Она уже была влюблена в меня, но не показывала этого, так как я тогда был женат. И я влюбился, увидев, какое это духовное богатство, сокровище характера, душевных женских начал. Я пошёл навстречу этим ощущениям. Несмотря на разницу в годах, мы прекрасно понимали друг друга. Дальше уже всё было просто.
– А как вы поняли, что встретили любовь? Ведь вы сказали, что Анна, по сути, единственная любовь в вашей жизни?
– Во-первых, возникло взаимопонимание. Я даже в стихах писал, что мы едва ли не читаем мысли друг друга. Удивительное, интуитивное, тонкое, через какие-то флюиды, идущие друг к другу, одинаковое ощущение жизни, людей. Это редко встречается.
Я уверился, что она единственная в мире женщина, созданная для меня. А я – для неё. Она была единственной, кто поддержал меня в трудный период, когда пришлось уйти из журнала. Ни жена, ни коллеги, ни друзья, а именно Аня дала мне силы пережить те дни. Какой бы я ни был сильный мужик, сколько бы мне ни было лет, как бы ни был известен, но я – человек, и мне нужна поддержка, доброе слово. А этого не было. Аня это почувствовала, она готова была пойти за мной куда угодно. И я знал, что пойду за ней. Я позвонил ей как-то вечером из дома, у неё был грустный голос. На мой вопрос «Что с тобой?» Аня ответила, что очень больна, что ей плохо. Я почувствовал, что она действительно заболела, но не только физически, а еще душевно: ей одиноко, тяжело, потому что к ней не может прийти любимый человек. И тогда сказал: «Сейчас приеду». Взял бритву, зубную щетку, уехал и остался у Ани навсегда. Утром позвонил жене и сказал: «Прости, я ушёл».
– Жизнь человека нуждается не только в любви, она требует смелости и не терпит малодушия. В своё время вам удавалось публиковать в журнале авторов в общем-то неугодных власти. Хотя проще было отойти в сторону, сделать вид, что у редакции нет возможности, нет условий. Откуда вы брали мужество помогать этим людям, мужество, актуальное во все времена?

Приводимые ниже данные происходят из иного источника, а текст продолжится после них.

use std::path::Path;
use std::time::Duration;

use serde::{Deserialize, Serialize};

use crate::error::{Result, SseError};

/// Period of the idle sweep, and the smallest accepted non-zero idle timeout
pub const IDLE_CHECK_INTERVAL: Duration = Duration::from_millis(100);

/// Reconnect policy applied per stream key
#[derive(Debug, Clone, PartialEq, Eq, Serialize, Deserialize)]
#[serde(default)]
pub struct RetryConfig {
    /// Reconnect attempts after the first failure; 0 never reconnects
    pub retries: u32,
    /// Fixed delay before every reconnect attempt
    #[serde(rename = "interval_ms", with = "duration_ms")]
    pub interval: Duration,
    /// Clear the attempt counter whenever a connection opens
    ///
    /// With the default `true`, a server that accepts the connection and then
    /// ends the stream right away is reconnected indefinitely: `retries` only
    /// bounds consecutive failures that never reach open. Set it to `false` to
    /// cap the total number of reconnects per subscription.
    pub reset_on_open: bool,
}

impl Default for RetryConfig {
    fn default() -> Self {
        Self {
            retries: 3,
            interval: Duration::from_secs(1),
            reset_on_open: true,
        }
    }
}

impl RetryConfig {
    pub fn new() -> Self {
        Self::default()
    }

    /// Configuration that gives up on the first error
    pub fn never() -> Self {
        Self {
            retries: 0,
            ..Self::default()
        }
    }

    pub fn with_retries(mut self, retries: u32) -> Self {
        self.retries = retries;
        self
    }

    pub fn with_interval(mut self, interval: Duration) -> Self {
        self.interval = interval;
        self
    }

    pub fn with_reset_on_open(mut self, reset: bool) -> Self {
        self.reset_on_open = reset;
        self
    }
}

/// Configuration for an [`SseClient`](crate::SseClient)
///
/// Every field is optional when deserialized; missing fields keep their
/// defaults. Durations are written as integer milliseconds:
///
/// ```json
/// { "base_url": "http://localhost:8080", "timeout_ms": 30000, "retry": { "retries": 5 } }
/// ```
#[derive(Debug, Clone, PartialEq, Eq, Serialize, Deserialize)]
#[serde(default)]
pub struct ClientConfig {
    /// Prefix prepended to every stream key when connecting
    #[serde(alias = "baseURL")]
    pub base_url: String,
    /// Idle window after which a silent stream is closed; zero disables the check
    #[serde(rename = "timeout_ms", with = "duration_ms")]
    pub timeout: Duration,
    pub retry: RetryConfig,
}

impl Default for ClientConfig {
    fn default() -> Self {
        Self {
            base_url: String::new(),
            timeout: Duration::from_secs(60),
            retry: RetryConfig::default(),
        }
    }
}

impl ClientConfig {
    pub fn new() -> Self {
        Self::default()
    }

    /// Parse a JSON document, filling in defaults for missing fields
    pub fn from_json_str(json: &str) -> Result<Self> {
        let config: Self = serde_json::from_str(json)?;
        config.validate().map_err(SseError::InvalidConfiguration)?;
        Ok(config)
    }

    /// Load a JSON configuration file
    pub fn from_json_file(path: impl AsRef<Path>) -> Result<Self> {
        let contents = std::fs::read_to_string(path)?;
        Self::from_json_str(&contents)
    }

    pub fn with_base_url(mut self, base_url: impl Into<String>) -> Self {
        self.base_url = base_url.into();
        self
    }

    /// Set the idle timeout with validation
    pub fn with_timeout(mut self, timeout: Duration) -> std::result::Result<Self, String> {
        check_timeout(timeout)?;
        self.timeout = timeout;
        Ok(self)
    }

    /// Turn the idle check off
    pub fn without_timeout(mut self) -> Self {
        self.timeout = Duration::ZERO;
        self
    }

    pub fn with_retry(mut self, retry: RetryConfig) -> Self {
        self.retry = retry;
        self
    }

    /// Whether the idle monitor runs for this configuration
    pub fn idle_check_enabled(&self) -> bool {
        !self.timeout.is_zero()
    }

    /// URL a stream key connects to
    pub fn url_for(&self, key: &str) -> String {
        format!("{}{}", self.base_url, key)
    }

    /// Validate the entire configuration
    pub fn validate(&self) -> std::result::Result<(), String> {
        check_timeout(self.timeout)
    }
}

fn check_timeout(timeout: Duration) -> std::result::Result<(), String> {
    if !timeout.is_zero() && timeout < IDLE_CHECK_INTERVAL {
        return Err(format!(
            "Idle timeout must be 0 or at least {}ms",
            IDLE_CHECK_INTERVAL.as_millis()
        ));
    }
    Ok(())
}

mod duration_ms {
    use std::time::Duration;

    use serde::{Deserialize, Deserializer, Serializer};

    pub fn serialize<S: Serializer>(value: &Duration, serializer: S) -> Result<S::Ok, S::Error> {
        serializer.serialize_u64(value.as_millis() as u64)
    }

    pub fn deserialize<'de, D: Deserializer<'de>>(deserializer: D) -> Result<Duration, D::Error> {
        u64::deserialize(deserializer).map(Duration::from_millis)
    }
}

#[cfg(test)]
mod tests {
    use super::*;

    #[test]
    fn test_defaults() {
        let config = ClientConfig::default();
        assert_eq!(config.base_url, "");
        assert_eq!(config.timeout, Duration::from_secs(60));
        assert_eq!(config.retry.retries, 3);
        assert_eq!(config.retry.interval, Duration::from_secs(1));
        assert!(config.retry.reset_on_open);
        assert!(config.idle_check_enabled());
        assert!(config.validate().is_ok());
    }

    #[test]
    fn test_partial_json_keeps_defaults() {
        let config = ClientConfig::from_json_str(
            r#"{ "base_url": "http://localhost:3000", "retry": { "interval_ms": 250 } }"#,
        )
        .unwrap();

        assert_eq!(config.base_url, "http://localhost:3000");
        assert_eq!(config.timeout, Duration::from_secs(60));
        assert_eq!(config.retry.retries, 3);
        assert_eq!(config.retry.interval, Duration::from_millis(250));
        assert_eq!(config.url_for("/trigger"), "http://localhost:3000/trigger");
    }

    #[test]
    fn test_json_round_trip_uses_milliseconds() {
        let config = ClientConfig::default()
            .with_timeout(Duration::from_millis(1500))
            .unwrap();
        let json = serde_json::to_value(&config).unwrap();
        assert_eq!(json["timeout_ms"], 1500);
        assert_eq!(json["retry"]["interval_ms"], 1000);
    }

    #[test]
    fn test_timeout_validation() {
        assert!(ClientConfig::new().with_timeout(Duration::from_millis(50)).is_err());
        assert!(ClientConfig::new().with_timeout(Duration::ZERO).is_ok());
        assert!(!ClientConfig::new().without_timeout().idle_check_enabled());

        let err = ClientConfig::from_json_str(r#"{ "timeout_ms": 20 }"#).unwrap_err();
        assert!(matches!(err, SseError::InvalidConfiguration(_)));
    }

    #[test]
    fn test_malformed_json_is_a_parse_error() {
        let err = ClientConfig::from_json_str("{ not json").unwrap_err();
        assert!(matches!(err, SseError::ConfigParse(_)));
    }

    #[test]
    fn test_never_retry() {
        let retry = RetryConfig::never();
        assert_eq!(retry.retries, 0);
        assert_eq!(RetryConfig::new().with_retries(5).retries, 5);
    }
}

– Опять-таки от любви. Понимаете, я люблю талантливых людей. У них могла быть та или иная судьба, но они были талантливы. И о них должны были узнать все, кому этот талант посвящался: их книги, стихи, романы, повести, статьи… Это всё должно быть достоянием тех людей, к кому был обращён их труд. Ведь всё их творчество было адресовано другим, чтобы помочь им понять себя, определиться в этой жизни, которая была и остаётся во многом, извините, сволочной. Поэтому я старался, чтобы справедливость восторжествовала. У меня были хорошие помощники, замечательные сотрудники в редакции, с которыми мы были настоящими единомышленниками, иначе журнал не получился бы.

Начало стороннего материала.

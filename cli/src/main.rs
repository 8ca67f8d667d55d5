//! `sse-watch`: subscribe to server-sent event streams and print every event.
//!
//! ```bash
//! sse-watch --base-url http://localhost:8080 /trigger /prices --event quote -v
//! ```
//!
//! Each delivered event is printed to stdout as `<key> <event> <payload-json>`.
//! Lifecycle notices go to stderr. The watcher exits once every stream has
//! closed, or on Ctrl-C.

use std::collections::BTreeSet;
use std::error::Error;
use std::path::PathBuf;
use std::time::Duration;

use clap::{ArgAction, Parser};
use serde_json::Value;
use simplelog::{ColorChoice, ConfigBuilder, LevelFilter, TermLogger, TerminalMode};
use sse_client::{ClientConfig, CloseReason, SseClient, StreamKey};
use tokio::sync::mpsc;

#[derive(Parser, Debug)]
#[command(
    name = "sse-watch",
    about = "Watch server-sent event streams",
    long_about = "Subscribe to one or more event streams, reconnecting on errors, and print every delivered event"
)]
struct Args {
    /// Stream keys to subscribe to, appended to the base URL
    #[arg(required = true)]
    keys: Vec<String>,

    /// Prefix prepended to every stream key
    #[arg(long)]
    base_url: Option<String>,

    /// Close a stream after this many milliseconds without a message (0 disables)
    #[arg(long)]
    timeout_ms: Option<u64>,

    /// Reconnect attempts after a stream fails (0 never reconnects)
    #[arg(long)]
    retries: Option<u32>,

    /// Delay between reconnect attempts in milliseconds
    #[arg(long)]
    interval_ms: Option<u64>,

    /// JSON configuration file; flags override its values
    #[arg(long)]
    config: Option<PathBuf>,

    /// Named event to print in addition to `message` (repeatable)
    #[arg(long = "event", value_name = "NAME")]
    events: Vec<String>,

    /// Print every delivered event through the wildcard channel
    #[arg(long)]
    all: bool,

    /// Increase log verbosity (-v info, -vv debug, -vvv trace)
    #[arg(short, long, action = ArgAction::Count)]
    verbose: u8,
}

impl Args {
    fn client_config(&self) -> Result<ClientConfig, Box<dyn Error>> {
        let mut config = match &self.config {
            Some(path) => ClientConfig::from_json_file(path)?,
            None => ClientConfig::default(),
        };

        if let Some(base_url) = &self.base_url {
            config = config.with_base_url(base_url.clone());
        }
        if let Some(timeout) = self.timeout_ms {
            config = config.with_timeout(Duration::from_millis(timeout))?;
        }
        if let Some(retries) = self.retries {
            config.retry = config.retry.with_retries(retries);
        }
        if let Some(interval) = self.interval_ms {
            config.retry = config.retry.with_interval(Duration::from_millis(interval));
        }
        Ok(config)
    }

    fn unique_keys(&self) -> BTreeSet<String> {
        self.keys.iter().cloned().collect()
    }
}

fn init_logging(verbosity: u8) {
    let level = match verbosity {
        0 => LevelFilter::Warn,
        1 => LevelFilter::Info,
        2 => LevelFilter::Debug,
        _ => LevelFilter::Trace,
    };
    let config = ConfigBuilder::new()
        .add_filter_ignore_str("reqwest")
        .build();
    if TermLogger::init(level, config, TerminalMode::Stderr, ColorChoice::Auto).is_err() {
        eprintln!("Logger already initialized");
    }
}

fn print_event(key: &str, event: &str, payload: &Value) {
    println!("{} {} {}", key, event, payload);
}

fn describe(reason: &CloseReason) -> String {
    match reason {
        CloseReason::Unsubscribed => "unsubscribed".to_string(),
        CloseReason::IdleTimeout => "closed after idle timeout".to_string(),
        CloseReason::RetryExhausted(err) => format!("gave up after repeated errors: {}", err),
    }
}

#[tokio::main]
async fn main() -> Result<(), Box<dyn Error>> {
    let args = Args::parse();
    init_logging(args.verbose);

    let client = SseClient::new(args.client_config()?)?;
    let (closed_tx, mut closed_rx) = mpsc::unbounded_channel::<StreamKey>();

    client
        .on_error(|key, err| eprintln!("{}: error: {}", key, err))
        .on_timeout(|key| eprintln!("{}: no message within the idle window", key))
        .on_close(move |key, reason| {
            eprintln!("{}: {}", key, describe(reason));
            let _ = closed_tx.send(key.clone());
        });

    let keys = args.unique_keys();
    for key in &keys {
        let stream = client.subscribe(key.as_str());
        if args.all {
            let k = key.clone();
            stream.on_any(move |event, payload| print_event(&k, event, payload));
            // Named events only reach the wildcard once something listens for them
            for event in &args.events {
                stream.on(event, |_| {});
            }
        } else {
            let k = key.clone();
            stream.on("message", move |payload| print_event(&k, "message", payload));
            for event in &args.events {
                let k = key.clone();
                let name = event.clone();
                stream.on(event, move |payload| print_event(&k, &name, payload));
            }
        }
        log::info!("Watching {}", client.config().url_for(key));
    }

    let mut remaining = keys.len();
    while remaining > 0 {
        tokio::select! {
            _ = tokio::signal::ctrl_c() => {
                log::info!("Interrupted, shutting down");
                client.shutdown();
                break;
            }
            closed = closed_rx.recv() => match closed {
                Some(key) => {
                    log::debug!("{} finished", key);
                    remaining -= 1;
                }
                None => break,
            },
        }
    }

    Ok(())
}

Что касается мужества, я никогда о нём не думал, а считал всё, что делаю, простым исполнением долга. Я люблю свой труд, профессию, литературу, свой журнал. Я знал, что свою любовь должен доказывать не восторженными словами, а делом: печатая людей, которые заслужили право говорить и быть услышанными. Если попадались люди, которые этому мешали, я мог их уговорить, убедить – по-разному, иногда даже стукнув кулаком по столу. Дело часто доходило до политбюро – всякое было. Я не хочу об этом рассказывать, потому что для меня самое главное – результат. Выходил журнал, и в нём печатались лучшие произведения времени, например, повесть «Завтра была война» Бориса Васильева. И я понимал, что одержана победа не только над цензорами, одержана победа в принципе. Талант победил – это было важно.

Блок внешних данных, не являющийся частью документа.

use std::borrow::Borrow;
use std::future::Future;
use std::sync::Arc;

use futures_util::future::{BoxFuture, FutureExt};
use serde_json::Value;
use uuid::Uuid;

use crate::transport::TransportError;

/// Identifies one logical event stream (typically a URL or URL path)
///
/// The client prepends its base URL to the key when opening a connection.
#[derive(Debug, Clone, PartialEq, Eq, Hash, PartialOrd, Ord)]
pub struct StreamKey(Arc<str>);

impl StreamKey {
    pub fn new(key: impl AsRef<str>) -> Self {
        Self(Arc::from(key.as_ref()))
    }

    pub fn as_str(&self) -> &str {
        &self.0
    }
}

impl std::fmt::Display for StreamKey {
    fn fmt(&self, f: &mut std::fmt::Formatter<'_>) -> std::fmt::Result {
        f.write_str(&self.0)
    }
}

impl From<&str> for StreamKey {
    fn from(key: &str) -> Self {
        Self::new(key)
    }
}

impl From<String> for StreamKey {
    fn from(key: String) -> Self {
        Self(Arc::from(key))
    }
}

impl From<&String> for StreamKey {
    fn from(key: &String) -> Self {
        Self::new(key)
    }
}

impl From<&StreamKey> for StreamKey {
    fn from(key: &StreamKey) -> Self {
        key.clone()
    }
}

impl Borrow<str> for StreamKey {
    fn borrow(&self) -> &str {
        &self.0
    }
}

/// Unique identifier for one physical connection
///
/// A fresh id is allocated for every connection attempt, so callbacks from a
/// replaced connection can be told apart from the current one.
#[derive(Debug, Clone, Copy, PartialEq, Eq, Hash)]
pub struct ConnectionId(Uuid);

impl ConnectionId {
    pub fn new() -> Self {
        Self(Uuid::new_v4())
    }

    pub fn uuid(&self) -> Uuid {
        self.0
    }
}

impl Default for ConnectionId {
    fn default() -> Self {
        Self::new()
    }
}

impl std::fmt::Display for ConnectionId {
    fn fmt(&self, f: &mut std::fmt::Formatter<'_>) -> std::fmt::Result {
        write!(f, "{}", self.0)
    }
}

/// Decode a raw payload as JSON, keeping the raw text when it is not JSON
pub fn decode_payload(raw: &str) -> Value {
    serde_json::from_str(raw).unwrap_or_else(|_| Value::String(raw.to_string()))
}

/// Whether an interceptor result suppresses delivery
///
/// `null`, `false`, the empty string and numeric zero are falsy.
pub fn is_falsy(value: &Value) -> bool {
    match value {
        Value::Null => true,
        Value::Bool(b) => !b,
        Value::String(s) => s.is_empty(),
        Value::Number(n) => n.as_f64() == Some(0.0),
        Value::Array(_) | Value::Object(_) => false,
    }
}

/// Transform applied to every decoded payload before fan-out
///
/// Returning `None` (or a falsy value, see [`is_falsy`]) drops the message;
/// any other value replaces the payload. Implemented for async closures taking
/// `(StreamKey, String, Value)`.
pub trait Interceptor: Send + Sync + 'static {
    fn intercept(&self, key: &StreamKey, event: &str, payload: Value) -> BoxFuture<'static, Option<Value>>;
}

impl<F, Fut> Interceptor for F
where
    F: Fn(StreamKey, String, Value) -> Fut + Send + Sync + 'static,
    Fut: Future<Output = Option<Value>> + Send + 'static,
{
    fn intercept(&self, key: &StreamKey, event: &str, payload: Value) -> BoxFuture<'static, Option<Value>> {
        self(key.clone(), event.to_string(), payload).boxed()
    }
}

struct SyncInterceptor<F>(F);

impl<F> Interceptor for SyncInterceptor<F>
where
    F: Fn(&StreamKey, &str, Value) -> Option<Value> + Send + Sync + 'static,
{
    fn intercept(&self, key: &StreamKey, event: &str, payload: Value) -> BoxFuture<'static, Option<Value>> {
        futures_util::future::ready((self.0)(key, event, payload)).boxed()
    }
}

/// Wrap a synchronous transform as an [`Interceptor`]
pub fn sync_interceptor<F>(f: F) -> Arc<dyn Interceptor>
where
    F: Fn(&StreamKey, &str, Value) -> Option<Value> + Send + Sync + 'static,
{
    Arc::new(SyncInterceptor(f))
}

/// Why a subscription was torn down
#[derive(Debug, Clone, PartialEq, Eq)]
pub enum CloseReason {
    /// The caller unsubscribed
    Unsubscribed,
    /// No message arrived within the idle window
    IdleTimeout,
    /// The stream kept failing and the retry budget is spent
    RetryExhausted(TransportError),
}

impl CloseReason {
    /// The error that triggered the closure, if any
    pub fn error(&self) -> Option<&TransportError> {
        match self {
            CloseReason::RetryExhausted(err) => Some(err),
            CloseReason::Unsubscribed | CloseReason::IdleTimeout => None,
        }
    }
}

Однажды хотел, хлопнув дверью, уйти из журнала, когда мне не разрешили печатать «Собачье сердце» М. Булгакова. И это после публикации Войновича, Фридриха Горенштейна, Бориса Васильева, Евгения Рейна и всех других, которые были в «Метрополе», публиковались у Вознесенского и Жванецкого. В это время мне позвонил Гриша Бакланов, мой однокашник по литературному институту, возглавлявший журнал «Знамя», и сказал: «Андрюш, не сердись на меня, но мне позвонили и сказали, что хотят, чтобы «Собачье сердце» вышло в моём журнале». Я обрадовался, сказал, что главное, чтобы повесть пришла к людям. А он: «Знаешь, почему тебе не хотят разрешать печатать? У тебя тираж невероятный: 3 300 000, а у меня...» На что я засмеялся: «Да они не понимают, что всё на ксерокопиях разойдётся так, что им и не снилось. Печатай!»
Как я находил интересных авторов? Однажды пришёл на Арбат, куда часто захаживал посмотреть картины, молодых ребят – своего рода уличный клуб протеста. Послушал их песни, какие-то стихи дурацкие, наивные, но достаточно смелые и пригласил зайти в редакцию журнала «Юность». Они все пришли! И я их напечатал, эту компанию «Вертеп». Печатал и группу оппозиционеров: Нину Искренко, Жданова, Ерёменко, Бунимовича, Годлевского. Потом были письма, по подборке которых сделали спектакль. Я дико гордился, что дал им площадку для выступления, потому что они были запрещены, но популярны.
Прочитав как-то рецензию корреспондента Хромакова в «Комсомольской правде», придя в восторг от его умной и острой статьи, я пригласил его заведующим отделом в редакцию. Придя сюда, Миша придумал «Двадцатую комнату». У нас там такое творилось: хиппи, рокеры, панки приходили, сидели на полу, высказывались. Мы их печатали, встречались с ними. Это было потрясающе, это была такая жизнь! И каждые четыре-пять месяцев мы устраивали выставки молодых художников, прямо в журнале, в редакции, а потом печатали репродукции со статьями. Заходил к нам посмотреть выставку работ своего друга Юрия Григоряна великий композитор Арам Хачатурян, с авоськой бродил по выставочному залу актёр Борис Андреев, «Мысли вслух» которого позже напечатали в журнале. Был Сергей Бондарчук, а Людмила Гурченко даже отказалась печатать свою повесть в «Юности», когда узнала о моём уходе…
Это были лучшие 20 лет моей жизни. Да, я умирал от этой работы, я почти не писал стихов, потому что был занят журналом, но это было потрясающе.
– Нынешние демократы говорят, что советский период истории страны – это было время тоталитарной несвободы, цензуры, подавления. Это так?
– Конечно, так. Тем не менее это было интересное время. Есть такой поэт Леонид Кривощёков, мой однокашник по литературному институту, он написал очень хорошее стихотворение. Человек идёт, а навстречу ему сильный ветер, и он идёт, нагнувшись вперёд. Ветер закончился, он упал. Вот такая была жизнь, мы все так шли – против ветра, нас было много. Мы брались за руки и шли, зная, что всё равно пройдём. Не дай бог, кончится ветер – мы упадём. Он кончился, и много людей попадало. Но многие и выстояли.